I’m going to shoot for the Suffragette level.  Pretty ambitious for me!

My plan is to use this to weed down through my massive To Be Read Pile which consists of plenty of nonfiction books and quit a few fiction pieces that I’ve been wanting to get to for sometime.

More to come….

Maybe….

Love,
B’Mom

Harry, I’m late.

While most of my reading compatriots were enjoying the excitement over each new Harry Potter release I sat back and watched.  At the time I was in my full on reading snob mode and didn’t feel the need to lower my literary standards for the likes of a young adult book about magic and wizards, since I prided myself in reading Cormac McCarthy, Umberto Eco and Gabriel Garcia Marquez.

Boy what a difference a year or two makes.  First, I have wholeheartedly joined the ranks of the “I love YA fiction” club.  Second,  while I still love good literature, I have found the joy  that fun and escapist literature brings.  I have recently jumped on the roller coaster for the most recent reading crazes and it’s renewed my excitement to read.    I  still  love good literature that challenges me but sometimes it’s a good story that captivates and engages and that doesn’t need a whole lot of my intellectual capital to get through that’s just what I want and need.

Now I can say without embarassment “I’m reading Harry Potter and LOVING it!”  What’s kind of neat is that the impetus to read it came in the form of my brilliant and wise beyond my years 9 year old.   She brought it home from school and was already 5 chapters into it when she told me she was reading it.  I found  my copy of the book that I had in a pile in the house and we settled in to read it together .    This is even better than the book itself!   Each day she asks me how far I am and because up until this point I’ve been trailing her she would give me her thoughts on the chapter I was on and give me little teasers about chapters to come.  I joked with her over the weekend that I was going to have to ground her from reading if she kept this mad reading pace up and she just laughed at me.  Our plan is to have a pizza date when we finish the book and then watch the movie again.  Our own mother daughter/book club.
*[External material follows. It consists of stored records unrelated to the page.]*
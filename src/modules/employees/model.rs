//! Repository bindings for staff and teachers.
//!
//! Both entity types wrap the same [`EmployeeProfile`], so building, merging
//! and filtering are written once against the profile. Nested qualification,
//! experience and reference items draw their ids from the owning store's
//! sequence: create always assigns fresh ids, update keeps the ids items
//! arrive with and assigns fresh ones to the rest.

use boarding_core::FieldErrors;
use boarding_models::ids::{ExperienceId, QualificationId, ReferenceId, StaffId, TeacherId};
use boarding_models::{
    CreateEmployeeDto, EducationalQualification, EmployeeFilterParams, EmployeeProfile,
    ExperienceInput, ProfessionalExperience, ProfessionalReference, QualificationInput,
    ReferenceInput, Staff, Teacher, UpdateEmployeeDto,
};
use chrono::{DateTime, Utc};

use crate::entity::{Entity, merge_fields};
use crate::store::IdSequence;

pub const QUALIFICATION_PREFIX: &str = "eq";
pub const EXPERIENCE_PREFIX: &str = "pe";
pub const REFERENCE_PREFIX: &str = "ref";

/// A nested list item as submitted, before it has a stored id.
trait NestedInput {
    type Id: From<String>;
    type Record;

    const PREFIX: &'static str;

    fn take_id(&mut self) -> Option<Self::Id>;

    fn into_stored(self, id: Self::Id) -> Self::Record;
}

impl NestedInput for QualificationInput {
    type Id = QualificationId;
    type Record = EducationalQualification;

    const PREFIX: &'static str = QUALIFICATION_PREFIX;

    fn take_id(&mut self) -> Option<QualificationId> {
        self.id.take()
    }

    fn into_stored(self, id: QualificationId) -> EducationalQualification {
        self.into_record(id)
    }
}

impl NestedInput for ExperienceInput {
    type Id = ExperienceId;
    type Record = ProfessionalExperience;

    const PREFIX: &'static str = EXPERIENCE_PREFIX;

    fn take_id(&mut self) -> Option<ExperienceId> {
        self.id.take()
    }

    fn into_stored(self, id: ExperienceId) -> ProfessionalExperience {
        self.into_record(id)
    }
}

impl NestedInput for ReferenceInput {
    type Id = ReferenceId;
    type Record = ProfessionalReference;

    const PREFIX: &'static str = REFERENCE_PREFIX;

    fn take_id(&mut self) -> Option<ReferenceId> {
        self.id.take()
    }

    fn into_stored(self, id: ReferenceId) -> ProfessionalReference {
        self.into_record(id)
    }
}

/// Every item gets a fresh id, whatever it was submitted with.
fn assign_fresh<I: NestedInput>(items: Vec<I>, ids: &mut IdSequence) -> Vec<I::Record> {
    items
        .into_iter()
        .map(|mut item| {
            item.take_id();
            let id = ids.next_id(I::PREFIX);
            item.into_stored(id)
        })
        .collect()
}

/// Items keep a submitted id; the rest get a fresh one.
fn assign_kept<I: NestedInput>(items: Vec<I>, ids: &mut IdSequence) -> Vec<I::Record> {
    items
        .into_iter()
        .map(|mut item| {
            let id = ids.keep_or_next(item.take_id(), I::PREFIX);
            item.into_stored(id)
        })
        .collect()
}

pub(crate) fn build_profile(dto: CreateEmployeeDto, ids: &mut IdSequence) -> EmployeeProfile {
    EmployeeProfile {
        first_name: dto.first_name,
        last_name: dto.last_name,
        date_of_birth: dto.date_of_birth,
        place_of_birth: dto.place_of_birth,
        father_name: dto.father_name,
        mother_name: dto.mother_name,
        mobile_number: dto.mobile_number,
        email_address: dto.email_address,
        emergency_contact: dto.emergency_contact,
        nid_number: dto.nid_number,
        birth_reg_number: dto.birth_reg_number,
        photo_url: dto.photo_url,
        gender_id: dto.gender_id,
        blood_group_id: dto.blood_group_id,
        religion_id: dto.religion_id,
        health_condition: dto.health_condition,
        nationality_id: dto.nationality_id,
        marital_status_id: dto.marital_status_id,
        present_address: dto.present_address,
        permanent_address: dto.permanent_address,
        same_as_present: dto.same_as_present,
        educational_qualifications: assign_fresh(dto.educational_qualifications, ids),
        professional_experience: assign_fresh(dto.professional_experience, ids),
        references: assign_fresh(dto.references, ids),
        salary_expectation: dto.salary_expectation,
        joining_date: dto.joining_date,
        digital_signature_url: dto.digital_signature_url,
        years_of_experience: dto.years_of_experience,
        notice_period: dto.notice_period,
        designation_ids: dto.designation_ids,
        subject_ids: dto.subject_ids,
        grade_level_ids: dto.grade_level_ids,
        language_proficiency_ids: dto.language_proficiency_ids,
        computer_skills: dto.computer_skills,
        teaching_methodology: dto.teaching_methodology,
        online_profiles: dto.online_profiles,
        details: dto.details,
        status: dto.status,
    }
}

/// Supplied nested lists replace the stored ones wholesale.
pub(crate) fn merge_profile(
    profile: &mut EmployeeProfile,
    mut dto: UpdateEmployeeDto,
    ids: &mut IdSequence,
) {
    if let Some(items) = dto.educational_qualifications.take() {
        profile.educational_qualifications = assign_kept(items, ids);
    }
    if let Some(items) = dto.professional_experience.take() {
        profile.professional_experience = assign_kept(items, ids);
    }
    if let Some(items) = dto.references.take() {
        profile.references = assign_kept(items, ids);
    }

    merge_fields!(profile, dto;
        set: [
            first_name, last_name, date_of_birth, father_name, mobile_number, email_address,
            gender_id, nationality_id, marital_status_id, present_address, permanent_address,
            same_as_present, designation_ids, subject_ids, grade_level_ids,
            language_proficiency_ids, status,
        ],
        wrap: [
            place_of_birth, mother_name, emergency_contact, nid_number, birth_reg_number,
            photo_url, blood_group_id, religion_id, health_condition, salary_expectation,
            joining_date, digital_signature_url, years_of_experience, notice_period,
            computer_skills, teaching_methodology, online_profiles, details,
        ],
    );
}

macro_rules! impl_employee_entity {
    ($ty:ty, $id:ty, $name:literal, $prefix:literal) => {
        impl Entity for $ty {
            type Id = $id;
            type Create = CreateEmployeeDto;
            type Update = UpdateEmployeeDto;
            type Filter = EmployeeFilterParams;

            const NAME: &'static str = $name;
            const ID_PREFIX: &'static str = $prefix;

            fn id(&self) -> &Self::Id {
                &self.id
            }

            fn validate_create(dto: &CreateEmployeeDto) -> Result<(), FieldErrors> {
                dto.validate_all()
            }

            fn validate_update(dto: &UpdateEmployeeDto) -> Result<(), FieldErrors> {
                dto.validate_all()
            }

            fn build(
                id: Self::Id,
                dto: CreateEmployeeDto,
                created_at: DateTime<Utc>,
                ids: &mut IdSequence,
            ) -> Self {
                Self {
                    id,
                    profile: build_profile(dto, ids),
                    created_at,
                    updated_at: None,
                }
            }

            fn merge(&mut self, dto: UpdateEmployeeDto, ids: &mut IdSequence) {
                merge_profile(&mut self.profile, dto, ids);
            }

            fn touch(&mut self, at: DateTime<Utc>) {
                self.updated_at = Some(at);
            }

            fn matches(&self, filter: &EmployeeFilterParams) -> bool {
                filter.matches(&self.profile)
            }
        }
    };
}

impl_employee_entity!(Staff, StaffId, "Staff", "st");
impl_employee_entity!(Teacher, TeacherId, "Teacher", "t");

#[cfg(test)]
mod tests {
    use super::*;
    use chrono::NaiveDate;

    fn date(y: i32, m: u32, d: u32) -> NaiveDate {
        NaiveDate::from_ymd_opt(y, m, d).unwrap()
    }

    fn qualification(id: Option<&str>) -> QualificationInput {
        QualificationInput {
            id: id.map(Into::into),
            degree_name: "B.Ed".into(),
            institution: "University of Dhaka".into(),
            year: "2015".into(),
            grade: "A".into(),
            document_url: None,
        }
    }

    fn experience(id: Option<&str>) -> ExperienceInput {
        ExperienceInput {
            id: id.map(Into::into),
            company_name: "Dhaka Model School".into(),
            job_title: "Assistant Teacher".into(),
            start_date: date(2016, 1, 1),
            end_date: Some(date(2019, 12, 31)),
            responsibilities: "Mathematics for grades 6 to 8".into(),
            achievements: None,
        }
    }

    #[test]
    fn test_assign_fresh_ignores_submitted_ids() {
        let mut ids = IdSequence::default();
        let records = assign_fresh(vec![qualification(Some("eq1")), qualification(None)], &mut ids);
        let assigned: Vec<_> = records.iter().map(|r| r.id.as_str()).collect();
        assert_eq!(assigned, vec!["eq100", "eq101"]);
    }

    #[test]
    fn test_assign_kept_preserves_existing_ids() {
        let mut ids = IdSequence::default();
        let records = assign_kept(vec![experience(Some("pe7")), experience(None)], &mut ids);
        let assigned: Vec<_> = records.iter().map(|r| r.id.as_str()).collect();
        assert_eq!(assigned, vec!["pe7", "pe100"]);
    }

    #[test]
    fn test_nested_ids_share_one_sequence() {
        let mut ids = IdSequence::default();
        let qualifications = assign_fresh(vec![qualification(None)], &mut ids);
        let experience = assign_fresh(vec![experience(None)], &mut ids);
        assert_eq!(qualifications[0].id.as_str(), "eq100");
        assert_eq!(experience[0].id.as_str(), "pe101");
    }
}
I’m glad that I’m late in reading Harry Potter and that it is allowing me this opportunity to read with my daughter.  That we’re sharing this and  hopefully it’s the first of many books that we read with each other.

This morning as my daughter was packing her backpack for school she asked me how far I am.   When I told her chapter 12 she said, “MOM, your ahead of me.    Don’t read any of it today so I can get back ahead of you. I’m going to do a lot of reading today”

Who am I to complain about that?

“The Alien” Strikes Again

My 3 year old, lovingly referred to as “The Alien” by her big sister  (for good reason) just keeps getting stranger and stranger.   I love her uniqueness but on occasion she does something that is almost disturbing.   For instance her new love of deodorant.    Particularly deodorant that I have on.   I guess that the new deodorant smells “gooood” and so she sniffs my arm pits or she sticks her hands in my arm pits and sniffs them and then says, “mmmm that’s good”.    At first, it was strange and a bit funny and well I guess that it’s still damn funny and horrifically strange at the same time.

One lesson I learned recently from my 3 year old is that when a 3 year old comes up to you and asks you to smell her hand it’s probably a good thing to say,  “Le’t wash your hand first and then I’ll smell it”.    You’d think that after all of these years of working with preschoolers and being a mom  I would have learned this lesson but for some reason it eluded me entirely.

I love that my daughter is unique.  I’m pretty uninteresting in the big scheme of things and my oldest daughter is talented and smart and sweet but I’d never call her strange.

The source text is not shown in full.